Task inputs: Begin
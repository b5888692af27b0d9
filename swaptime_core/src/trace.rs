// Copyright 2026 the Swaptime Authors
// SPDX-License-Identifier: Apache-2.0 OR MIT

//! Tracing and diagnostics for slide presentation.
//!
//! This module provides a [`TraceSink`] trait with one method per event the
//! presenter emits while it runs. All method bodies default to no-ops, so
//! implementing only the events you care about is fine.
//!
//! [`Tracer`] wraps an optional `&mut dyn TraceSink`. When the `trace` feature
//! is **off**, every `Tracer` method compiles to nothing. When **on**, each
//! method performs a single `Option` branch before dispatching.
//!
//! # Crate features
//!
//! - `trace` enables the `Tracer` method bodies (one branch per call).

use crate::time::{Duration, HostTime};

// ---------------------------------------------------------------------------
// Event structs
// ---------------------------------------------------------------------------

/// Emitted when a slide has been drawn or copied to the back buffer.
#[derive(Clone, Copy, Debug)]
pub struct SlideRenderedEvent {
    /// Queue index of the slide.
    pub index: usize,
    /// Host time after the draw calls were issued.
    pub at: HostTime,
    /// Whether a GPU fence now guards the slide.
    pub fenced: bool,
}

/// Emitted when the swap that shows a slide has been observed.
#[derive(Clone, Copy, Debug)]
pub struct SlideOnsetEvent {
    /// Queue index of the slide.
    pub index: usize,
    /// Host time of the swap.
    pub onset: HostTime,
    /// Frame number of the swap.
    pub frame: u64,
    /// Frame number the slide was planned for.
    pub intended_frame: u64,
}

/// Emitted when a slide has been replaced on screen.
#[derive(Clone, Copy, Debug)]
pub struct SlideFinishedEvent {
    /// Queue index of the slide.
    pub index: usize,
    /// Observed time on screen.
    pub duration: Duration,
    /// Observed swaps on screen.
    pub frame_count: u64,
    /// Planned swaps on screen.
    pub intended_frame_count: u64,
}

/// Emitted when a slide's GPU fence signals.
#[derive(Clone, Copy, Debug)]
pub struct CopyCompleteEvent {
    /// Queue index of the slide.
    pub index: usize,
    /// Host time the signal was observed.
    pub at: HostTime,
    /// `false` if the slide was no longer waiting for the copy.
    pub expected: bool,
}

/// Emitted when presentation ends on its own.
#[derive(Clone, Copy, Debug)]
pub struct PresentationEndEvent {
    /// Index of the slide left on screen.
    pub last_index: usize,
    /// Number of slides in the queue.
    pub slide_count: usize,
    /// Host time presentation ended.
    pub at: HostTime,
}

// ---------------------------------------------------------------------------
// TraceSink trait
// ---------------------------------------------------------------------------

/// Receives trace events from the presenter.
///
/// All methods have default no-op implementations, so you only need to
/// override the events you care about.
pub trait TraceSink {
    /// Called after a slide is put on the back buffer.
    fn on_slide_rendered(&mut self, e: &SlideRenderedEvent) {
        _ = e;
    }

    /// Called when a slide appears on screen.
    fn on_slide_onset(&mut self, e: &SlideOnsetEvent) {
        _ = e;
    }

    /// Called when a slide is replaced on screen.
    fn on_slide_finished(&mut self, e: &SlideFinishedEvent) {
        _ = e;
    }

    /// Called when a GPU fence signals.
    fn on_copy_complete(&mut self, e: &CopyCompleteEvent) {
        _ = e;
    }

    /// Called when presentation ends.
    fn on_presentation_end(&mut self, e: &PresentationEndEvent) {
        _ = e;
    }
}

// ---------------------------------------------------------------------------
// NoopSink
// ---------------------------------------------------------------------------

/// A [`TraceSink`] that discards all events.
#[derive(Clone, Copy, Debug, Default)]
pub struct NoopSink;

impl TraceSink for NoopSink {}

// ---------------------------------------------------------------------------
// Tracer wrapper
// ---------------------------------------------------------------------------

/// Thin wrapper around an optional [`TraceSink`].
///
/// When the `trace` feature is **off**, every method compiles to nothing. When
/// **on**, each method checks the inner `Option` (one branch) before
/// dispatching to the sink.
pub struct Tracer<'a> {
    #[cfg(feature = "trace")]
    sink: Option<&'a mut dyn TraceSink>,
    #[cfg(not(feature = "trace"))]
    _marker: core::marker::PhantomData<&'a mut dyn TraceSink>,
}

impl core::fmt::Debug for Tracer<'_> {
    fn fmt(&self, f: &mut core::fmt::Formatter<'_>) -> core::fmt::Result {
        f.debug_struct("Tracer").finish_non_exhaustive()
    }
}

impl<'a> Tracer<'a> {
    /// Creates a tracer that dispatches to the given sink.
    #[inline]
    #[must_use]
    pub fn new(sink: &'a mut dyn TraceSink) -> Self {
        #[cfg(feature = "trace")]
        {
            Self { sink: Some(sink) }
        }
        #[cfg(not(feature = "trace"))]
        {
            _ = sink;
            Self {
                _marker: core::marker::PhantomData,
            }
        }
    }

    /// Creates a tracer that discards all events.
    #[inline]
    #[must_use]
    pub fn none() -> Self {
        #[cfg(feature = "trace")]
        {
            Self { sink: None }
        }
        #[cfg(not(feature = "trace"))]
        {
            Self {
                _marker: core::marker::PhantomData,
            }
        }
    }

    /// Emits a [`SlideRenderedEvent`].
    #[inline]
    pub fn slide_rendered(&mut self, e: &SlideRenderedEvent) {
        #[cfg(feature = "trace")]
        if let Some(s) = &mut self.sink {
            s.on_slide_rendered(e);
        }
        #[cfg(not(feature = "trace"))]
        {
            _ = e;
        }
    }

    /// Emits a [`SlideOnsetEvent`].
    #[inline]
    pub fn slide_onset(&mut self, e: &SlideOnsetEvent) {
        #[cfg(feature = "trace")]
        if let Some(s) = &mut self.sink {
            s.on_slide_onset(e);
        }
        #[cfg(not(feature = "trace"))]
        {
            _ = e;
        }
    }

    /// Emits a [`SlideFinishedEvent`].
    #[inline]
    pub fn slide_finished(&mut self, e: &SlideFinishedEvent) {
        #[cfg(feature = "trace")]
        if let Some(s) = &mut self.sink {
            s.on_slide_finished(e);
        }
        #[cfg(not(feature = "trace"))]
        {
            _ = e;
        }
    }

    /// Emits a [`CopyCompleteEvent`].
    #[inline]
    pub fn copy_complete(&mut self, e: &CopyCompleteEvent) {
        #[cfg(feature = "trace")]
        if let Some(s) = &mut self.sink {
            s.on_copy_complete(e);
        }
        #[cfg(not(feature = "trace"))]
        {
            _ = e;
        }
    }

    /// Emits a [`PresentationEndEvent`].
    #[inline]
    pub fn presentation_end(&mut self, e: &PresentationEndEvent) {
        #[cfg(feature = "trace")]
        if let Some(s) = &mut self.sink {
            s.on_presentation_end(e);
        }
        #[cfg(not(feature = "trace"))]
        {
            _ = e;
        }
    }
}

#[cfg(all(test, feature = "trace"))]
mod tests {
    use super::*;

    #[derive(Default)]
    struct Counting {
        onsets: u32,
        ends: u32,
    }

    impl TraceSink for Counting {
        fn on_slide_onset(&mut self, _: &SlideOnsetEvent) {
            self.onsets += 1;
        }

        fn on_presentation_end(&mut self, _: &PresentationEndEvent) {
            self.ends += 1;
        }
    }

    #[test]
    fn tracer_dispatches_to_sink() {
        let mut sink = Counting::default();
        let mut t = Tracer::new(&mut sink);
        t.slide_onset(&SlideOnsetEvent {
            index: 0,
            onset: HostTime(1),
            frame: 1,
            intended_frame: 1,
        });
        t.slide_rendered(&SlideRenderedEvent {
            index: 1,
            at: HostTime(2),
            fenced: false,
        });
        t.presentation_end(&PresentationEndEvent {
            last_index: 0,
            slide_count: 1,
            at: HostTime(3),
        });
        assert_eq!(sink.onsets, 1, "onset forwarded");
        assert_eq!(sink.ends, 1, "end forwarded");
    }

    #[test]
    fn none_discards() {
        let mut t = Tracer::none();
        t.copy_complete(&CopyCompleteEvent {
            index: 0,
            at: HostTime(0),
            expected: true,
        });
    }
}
Task inputs: End
**Activity:**
The listing above holds a line with "been replaced on screen." and a line with "Observed swaps on screen.". Print the stretch from the first through the second, exactly and alone.

**Written answer:**
/// Emitted when a slide has been replaced on screen.
#[derive(Clone, Copy, Debug)]
pub struct SlideFinishedEvent {
    /// Queue index of the slide.
    pub index: usize,
    /// Observed time on screen.
    pub duration: Duration,
    /// Observed swaps on screen.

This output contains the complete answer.